Logo no início da pandemia, em 2020, as escolas públicas brasileiras precisaram migrar para um tipo de ensino para o qual nunca haviam sido preparadas: o remoto. Com ele, nossa desigualdade educacional ficou clara como água: nem a rede pública nem seus alunos estavam preparados ou tinham os recursos necessários para essa transição, diferentemente da rede privada.

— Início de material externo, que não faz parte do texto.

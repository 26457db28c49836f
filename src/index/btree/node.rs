//! Leaf and internal node layouts.
//!
//! Nodes only know about their own keys and child ids. Anything that touches
//! more than two nodes (the parent separator, the arena) lives in the tree.

use crate::common::NodeId;

/// Key type stored in the tree.
pub type Key = i32;

/// A node slot in the arena.
#[derive(Debug, Clone, PartialEq, Eq)]
pub enum Node {
    Leaf(LeafNode),
    Internal(InternalNode),
}

impl Node {
    /// Number of keys held by this node.
    #[inline]
    pub fn len(&self) -> usize {
        self.keys().len()
    }

    /// Returns true if the node holds no keys.
    #[inline]
    pub fn is_empty(&self) -> bool {
        self.keys().is_empty()
    }

    #[inline]
    pub fn is_leaf(&self) -> bool {
        matches!(self, Node::Leaf(_))
    }

    /// Keys (for leaves) or separators (for internal nodes).
    #[inline]
    pub fn keys(&self) -> &[Key] {
        match self {
            Node::Leaf(leaf) => &leaf.keys,
            Node::Internal(internal) => &internal.keys,
        }
    }
}

/// A leaf: ascending keys plus the leaf-chain link to the next leaf.
#[derive(Debug, Clone, Default, PartialEq, Eq)]
pub struct LeafNode {
    pub(crate) keys: Vec<Key>,
    /// Next leaf in ascending key order. Not an ownership edge.
    pub(crate) next: Option<NodeId>,
}

impl LeafNode {
    /// Create an empty leaf with no successor.
    pub fn new() -> Self {
        Self::default()
    }

    /// Create a leaf from keys that are already sorted.
    pub fn with_keys(keys: Vec<Key>) -> Self {
        debug_assert!(keys.windows(2).all(|w| w[0] < w[1]));
        Self { keys, next: None }
    }

    #[inline]
    pub fn keys(&self) -> &[Key] {
        &self.keys
    }

    #[inline]
    pub fn next(&self) -> Option<NodeId> {
        self.next
    }

    #[inline]
    pub fn len(&self) -> usize {
        self.keys.len()
    }

    #[inline]
    pub fn is_empty(&self) -> bool {
        self.keys.is_empty()
    }

    #[inline]
    pub fn contains(&self, key: Key) -> bool {
        self.keys.binary_search(&key).is_ok()
    }

    /// Insert `key` in sorted position. Returns false if it was already here.
    pub(crate) fn insert_key(&mut self, key: Key) -> bool {
        match self.keys.binary_search(&key) {
            Ok(_) => false,
            Err(pos) => {
                self.keys.insert(pos, key);
                true
            }
        }
    }

    /// Remove `key`. Returns false if it wasn't here.
    pub(crate) fn remove_key(&mut self, key: Key) -> bool {
        match self.keys.binary_search(&key) {
            Ok(pos) => {
                self.keys.remove(pos);
                true
            }
            Err(_) => false,
        }
    }

    /// Move the upper half of the keys into a new leaf.
    ///
    /// The split point is `⌈n/2⌉`, so the left half keeps the extra key when
    /// `n` is odd. The new leaf inherits this leaf's successor; the caller
    /// links this leaf to the new one once it has an id.
    pub(crate) fn split_off(&mut self) -> LeafNode {
        let mid = self.keys.len().div_ceil(2);
        LeafNode {
            keys: self.keys.split_off(mid),
            next: self.next,
        }
    }

    /// Take the last key of `left` as this leaf's first key.
    ///
    /// Returns the new separator between `left` and `self`.
    pub(crate) fn borrow_from_left(&mut self, left: &mut LeafNode) -> Key {
        if let Some(key) = left.keys.pop() {
            self.keys.insert(0, key);
        }
        self.keys[0]
    }

    /// Take the first key of `right` as this leaf's last key.
    ///
    /// Returns the new separator between `self` and `right`.
    pub(crate) fn borrow_from_right(&mut self, right: &mut LeafNode) -> Key {
        let key = right.keys.remove(0);
        self.keys.push(key);
        right.keys[0]
    }

    /// Absorb the right sibling and take over its place in the leaf chain.
    pub(crate) fn merge(&mut self, right: LeafNode) {
        self.keys.extend(right.keys);
        self.next = right.next;
    }
}

/// An internal node: `k` separators and `k + 1` children.
#[derive(Debug, Clone, PartialEq, Eq)]
pub struct InternalNode {
    pub(crate) keys: Vec<Key>,
    pub(crate) children: Vec<NodeId>,
}

impl InternalNode {
    pub(crate) fn new(keys: Vec<Key>, children: Vec<NodeId>) -> Self {
        debug_assert_eq!(keys.len() + 1, children.len());
        Self { keys, children }
    }

    #[inline]
    pub fn keys(&self) -> &[Key] {
        &self.keys
    }

    #[inline]
    pub fn children(&self) -> &[NodeId] {
        &self.children
    }

    #[inline]
    pub fn len(&self) -> usize {
        self.keys.len()
    }

    #[inline]
    pub fn is_empty(&self) -> bool {
        self.keys.is_empty()
    }

    /// Index of the child whose key range contains `key`.
    ///
    /// That is the first `i` with `key < keys[i]`, or the last child when no
    /// separator is greater than `key`.
    #[inline]
    pub fn child_index(&self, key: Key) -> usize {
        self.keys.partition_point(|&sep| sep <= key)
    }

    #[inline]
    pub fn child(&self, index: usize) -> NodeId {
        self.children[index]
    }

    /// Insert `separator` at `index` with `right` as the child just after it.
    pub(crate) fn insert_child(&mut self, index: usize, separator: Key, right: NodeId) {
        self.keys.insert(index, separator);
        self.children.insert(index + 1, right);
    }

    /// Remove separator `index` and the child to its right.
    pub(crate) fn remove_child(&mut self, index: usize) -> (Key, NodeId) {
        let separator = self.keys.remove(index);
        let child = self.children.remove(index + 1);
        (separator, child)
    }

    /// Split around the median at `⌊n/2⌋`.
    ///
    /// The median key moves up (returned), keys and children above it move
    /// into the returned sibling.
    pub(crate) fn split_off(&mut self) -> (Key, InternalNode) {
        let mid = self.keys.len() / 2;
        let right_keys = self.keys.split_off(mid + 1);
        let right_children = self.children.split_off(mid + 1);
        let separator = self.keys[mid];
        self.keys.truncate(mid);
        (separator, InternalNode::new(right_keys, right_children))
    }

    /// Rotate through the parent: the old `separator` becomes this node's
    /// first key and `left`'s last child becomes this node's first child.
    ///
    /// Returns the new parent separator (`left`'s old last key).
    pub(crate) fn borrow_from_left(&mut self, left: &mut InternalNode, separator: Key) -> Key {
        match (left.keys.pop(), left.children.pop()) {
            (Some(key), Some(child)) => {
                self.keys.insert(0, separator);
                self.children.insert(0, child);
                key
            }
            _ => separator,
        }
    }

    /// Rotate through the parent from the right sibling.
    ///
    /// Returns the new parent separator (`right`'s old first key).
    pub(crate) fn borrow_from_right(&mut self, right: &mut InternalNode, separator: Key) -> Key {
        self.keys.push(separator);
        self.children.push(right.children.remove(0));
        right.keys.remove(0)
    }

    /// Absorb the right sibling, pulling the parent separator down between them.
    pub(crate) fn merge(&mut self, separator: Key, right: InternalNode) {
        self.keys.push(separator);
        self.keys.extend(right.keys);
        self.children.extend(right.children);
    }
}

Fora das escolas, a crise econômica teve efeito direto sobre as famílias e, por consequência, sobre os estudantes. Os impactos negativos que esse contexto trará ainda estão sendo acumulados, mas podemos inferir com segurança que serão grandes e, possivelmente, acompanhados de uma diminuição, ou retrocesso, de grandes avanços que vínhamos, ainda que lentamente, conquistando no contexto pré-pandemia.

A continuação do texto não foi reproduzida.